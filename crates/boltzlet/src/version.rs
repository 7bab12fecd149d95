//! Version information for boltzlet.

/// Boltzlet version from Cargo.toml
pub const BOLTZLET_VERSION: &str = env!("CARGO_PKG_VERSION");

/// Version information reported by the health endpoint.
#[derive(Debug, Clone, serde::Serialize)]
pub struct VersionInfo {
    pub boltzlet: &'static str,
}

impl Default for VersionInfo {
    fn default() -> Self {
        Self {
            boltzlet: BOLTZLET_VERSION,
        }
    }
}

impl VersionInfo {
    pub fn new() -> Self {
        Self::default()
    }
}
//! Renders a [`PredictionRequest`] as the predictor's YAML input file.
//!
//! Optional fields that are not specified are omitted, never written as null:
//! the predictor treats the presence of a key (for example `msa`) as a request
//! for that feature.
//!
//! Lists whose first item is itself a list of two or more items (residue
//! contact tuples) are written inline as `[[A, 12], [B, 4]]`. All other lists
//! are written one item per line. Output is deterministic: items keep the
//! order in which they were supplied.

use std::fmt::Write as _;
use std::path::Path;

use serde_yml::{Mapping, Value};

use crate::request::{Constraint, Entity, PredictionRequest, Property, Template};

/// Name of the input file inside each job directory.
pub const INPUT_FILE: &str = "boltz_input.yaml";

const INDENT: usize = 2;

#[derive(Debug, thiserror::Error)]
pub enum SerializeError {
    #[error("failed to encode YAML value: {0}")]
    Encode(#[from] serde_yml::Error),
    #[error("failed to write {INPUT_FILE}: {0}")]
    Io(#[from] std::io::Error),
}

/// Build the input document, preserving the order of every list.
pub fn build_document(request: &PredictionRequest) -> Result<Value, SerializeError> {
    let mut doc = Mapping::new();
    insert(&mut doc, "version", serde_yml::to_value(request.version)?);

    let sequences = request
        .sequences
        .iter()
        .map(entity_block)
        .collect::<Result<Vec<_>, _>>()?;
    insert(&mut doc, "sequences", Value::Sequence(sequences));

    if let Some(constraints) = request.constraints.as_deref().filter(|c| !c.is_empty()) {
        let mut items = Vec::with_capacity(constraints.len());
        for spec in constraints {
            if let Some(constraint) = spec.resolve() {
                items.push(constraint_block(constraint)?);
            }
        }
        insert(&mut doc, "constraints", Value::Sequence(items));
    }

    if let Some(templates) = request.templates.as_deref().filter(|t| !t.is_empty()) {
        let items = templates
            .iter()
            .map(template_block)
            .collect::<Result<Vec<_>, _>>()?;
        insert(&mut doc, "templates", Value::Sequence(items));
    }

    if let Some(properties) = request.properties.as_deref().filter(|p| !p.is_empty()) {
        let items = properties.iter().filter_map(property_block).collect();
        insert(&mut doc, "properties", Value::Sequence(items));
    }

    Ok(Value::Mapping(doc))
}

/// Serialize the request and write it to `<job_dir>/boltz_input.yaml`.
///
/// Returns the rendered text.
pub fn write_input(job_dir: &Path, request: &PredictionRequest) -> Result<String, SerializeError> {
    let yaml = render(&build_document(request)?)?;
    std::fs::write(job_dir.join(INPUT_FILE), &yaml)?;
    Ok(yaml)
}

fn insert(map: &mut Mapping, key: &str, value: Value) {
    map.insert(Value::String(key.to_string()), value);
}

fn insert_str(map: &mut Mapping, key: &str, value: Option<&str>) {
    if let Some(value) = value.filter(|v| !v.is_empty()) {
        insert(map, key, Value::String(value.to_string()));
    }
}

fn single_key(key: &str, body: Mapping) -> Value {
    let mut map = Mapping::new();
    insert(&mut map, key, Value::Mapping(body));
    Value::Mapping(map)
}

fn entity_block(entity: &Entity) -> Result<Value, SerializeError> {
    let mut body = Mapping::new();
    insert(&mut body, "id", serde_yml::to_value(&entity.id)?);
    insert_str(&mut body, "sequence", entity.sequence.as_deref());
    insert_str(&mut body, "smiles", entity.smiles.as_deref());
    insert_str(&mut body, "ccd", entity.ccd.as_deref());
    insert_str(&mut body, "msa", entity.msa.as_deref());
    if let Some(mods) = entity.modifications.as_deref().filter(|m| !m.is_empty()) {
        insert(&mut body, "modifications", serde_yml::to_value(mods)?);
    }
    if entity.is_cyclic() {
        insert(&mut body, "cyclic", Value::Bool(true));
    }
    Ok(single_key(entity.entity_type.as_str(), body))
}

fn constraint_block(constraint: Constraint<'_>) -> Result<Value, SerializeError> {
    let mut body = Mapping::new();
    let kind = match constraint {
        Constraint::Bond(bond) => {
            insert(&mut body, "atom1", serde_yml::to_value(&bond.atom1)?);
            insert(&mut body, "atom2", serde_yml::to_value(&bond.atom2)?);
            "bond"
        }
        Constraint::Pocket(pocket) => {
            insert(&mut body, "binder", Value::String(pocket.binder.clone()));
            insert(&mut body, "contacts", serde_yml::to_value(&pocket.contacts)?);
            if let Some(max_distance) = pocket.max_distance {
                insert(&mut body, "max_distance", serde_yml::to_value(max_distance)?);
            }
            "pocket"
        }
        Constraint::Contact(contact) => {
            insert(&mut body, "token1", serde_yml::to_value(&contact.token1)?);
            insert(&mut body, "token2", serde_yml::to_value(&contact.token2)?);
            if let Some(max_distance) = contact.max_distance {
                insert(&mut body, "max_distance", serde_yml::to_value(max_distance)?);
            }
            "contact"
        }
    };
    Ok(single_key(kind, body))
}

fn template_block(template: &Template) -> Result<Value, SerializeError> {
    let mut body = Mapping::new();
    insert(&mut body, "cif", Value::String(template.cif.clone()));
    if let Some(chain_id) = template.chain_id.as_ref().filter(|c| !c.is_empty()) {
        insert(&mut body, "chain_id", serde_yml::to_value(chain_id)?);
    }
    if let Some(template_id) = template.template_id.as_deref().filter(|t| !t.is_empty()) {
        insert(&mut body, "template_id", serde_yml::to_value(template_id)?);
    }
    Ok(Value::Mapping(body))
}

fn property_block(property: &Property) -> Option<Value> {
    let affinity = property.affinity.as_ref()?;
    let mut body = Mapping::new();
    insert(&mut body, "binder", Value::String(affinity.binder.clone()));
    Some(single_key("affinity", body))
}

/// Render a document in block style, switching to flow style for tuple lists.
pub fn render(doc: &Value) -> Result<String, SerializeError> {
    let mut out = String::new();
    match doc {
        Value::Mapping(map) => write_mapping(map, 0, &mut out)?,
        Value::Sequence(seq) => write_sequence(seq, 0, &mut out)?,
        other => {
            out.push_str(&scalar(other)?);
            out.push('\n');
        }
    }
    Ok(out)
}

/// A list of coordinate or contact tuples.
fn is_tuple_list(seq: &[Value]) -> bool {
    matches!(seq.first(), Some(Value::Sequence(first)) if first.len() >= 2)
}

fn write_mapping(map: &Mapping, indent: usize, out: &mut String) -> Result<(), SerializeError> {
    for (key, value) in map {
        let _ = write!(out, "{:indent$}{}:", "", scalar(key)?);
        match value {
            Value::Mapping(inner) if !inner.is_empty() => {
                out.push('\n');
                write_mapping(inner, indent + INDENT, out)?;
            }
            Value::Sequence(seq) if !seq.is_empty() && !is_tuple_list(seq) => {
                out.push('\n');
                // Block sequences sit at their key's indentation.
                write_sequence(seq, indent, out)?;
            }
            other => {
                out.push(' ');
                out.push_str(&inline(other)?);
                out.push('\n');
            }
        }
    }
    Ok(())
}

fn write_sequence(seq: &[Value], indent: usize, out: &mut String) -> Result<(), SerializeError> {
    for item in seq {
        let _ = write!(out, "{:indent$}- ", "");
        let mut nested = String::new();
        match item {
            Value::Mapping(inner) if !inner.is_empty() => {
                write_mapping(inner, indent + INDENT, &mut nested)?;
            }
            Value::Sequence(inner) if !inner.is_empty() && !is_tuple_list(inner) => {
                write_sequence(inner, indent + INDENT, &mut nested)?;
            }
            other => {
                out.push_str(&inline(other)?);
                out.push('\n');
                continue;
            }
        }
        // The first nested line continues after the dash.
        out.push_str(&nested[indent + INDENT..]);
    }
    Ok(())
}

/// Flow-style rendering for scalars, empty collections and tuple lists.
fn inline(value: &Value) -> Result<String, SerializeError> {
    match value {
        Value::Sequence(seq) => {
            let items = seq.iter().map(inline).collect::<Result<Vec<_>, _>>()?;
            Ok(format!("[{}]", items.join(", ")))
        }
        Value::Mapping(map) => {
            let mut items = Vec::with_capacity(map.len());
            for (key, value) in map {
                items.push(format!("{}: {}", scalar(key)?, inline(value)?));
            }
            Ok(format!("{{{}}}", items.join(", ")))
        }
        Value::String(s) if needs_flow_quoting(s) => Ok(quoted(s)),
        other => scalar(other),
    }
}

/// Characters that are legal in a plain block scalar but end one in flow
/// context.
fn needs_flow_quoting(s: &str) -> bool {
    s.contains([',', '[', ']', '{', '}']) || s.contains(": ") || s.contains(" #")
}

/// Double-quoted form. JSON string syntax is valid YAML.
fn quoted(s: &str) -> String {
    serde_json::to_string(s).unwrap_or_else(|_| format!("\"{}\"", s.escape_default()))
}

fn scalar(value: &Value) -> Result<String, SerializeError> {
    if let Value::String(s) = value
        && s.chars().any(char::is_control)
    {
        // Keep multi-line strings on one line.
        return Ok(quoted(s));
    }
    let text = serde_yml::to_string(value)?;
    Ok(text.trim_end_matches('\n').to_string())
}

###

Reproducing the whole listing above is not the task. Copy exactly only the lines from the one with "for spec in" to the one with "if let Some(mods)", both kept.

        for spec in constraints {
            if let Some(constraint) = spec.resolve() {
                items.push(constraint_block(constraint)?);
            }
        }
        insert(&mut doc, "constraints", Value::Sequence(items));
    }

    if let Some(templates) = request.templates.as_deref().filter(|t| !t.is_empty()) {
        let items = templates
            .iter()
            .map(template_block)
            .collect::<Result<Vec<_>, _>>()?;
        insert(&mut doc, "templates", Value::Sequence(items));
    }

    if let Some(properties) = request.properties.as_deref().filter(|p| !p.is_empty()) {
        let items = properties.iter().filter_map(property_block).collect();
        insert(&mut doc, "properties", Value::Sequence(items));
    }

    Ok(Value::Mapping(doc))
}

/// Serialize the request and write it to `<job_dir>/boltz_input.yaml`.
///
/// Returns the rendered text.
pub fn write_input(job_dir: &Path, request: &PredictionRequest) -> Result<String, SerializeError> {
    let yaml = render(&build_document(request)?)?;
    std::fs::write(job_dir.join(INPUT_FILE), &yaml)?;
    Ok(yaml)
}

fn insert(map: &mut Mapping, key: &str, value: Value) {
    map.insert(Value::String(key.to_string()), value);
}

fn insert_str(map: &mut Mapping, key: &str, value: Option<&str>) {
    if let Some(value) = value.filter(|v| !v.is_empty()) {
        insert(map, key, Value::String(value.to_string()));
    }
}

fn single_key(key: &str, body: Mapping) -> Value {
    let mut map = Mapping::new();
    insert(&mut map, key, Value::Mapping(body));
    Value::Mapping(map)
}

fn entity_block(entity: &Entity) -> Result<Value, SerializeError> {
    let mut body = Mapping::new();
    insert(&mut body, "id", serde_yml::to_value(&entity.id)?);
    insert_str(&mut body, "sequence", entity.sequence.as_deref());
    insert_str(&mut body, "smiles", entity.smiles.as_deref());
    insert_str(&mut body, "ccd", entity.ccd.as_deref());
    insert_str(&mut body, "msa", entity.msa.as_deref());
    if let Some(mods) = entity.modifications.as_deref().filter(|m| !m.is_empty()) {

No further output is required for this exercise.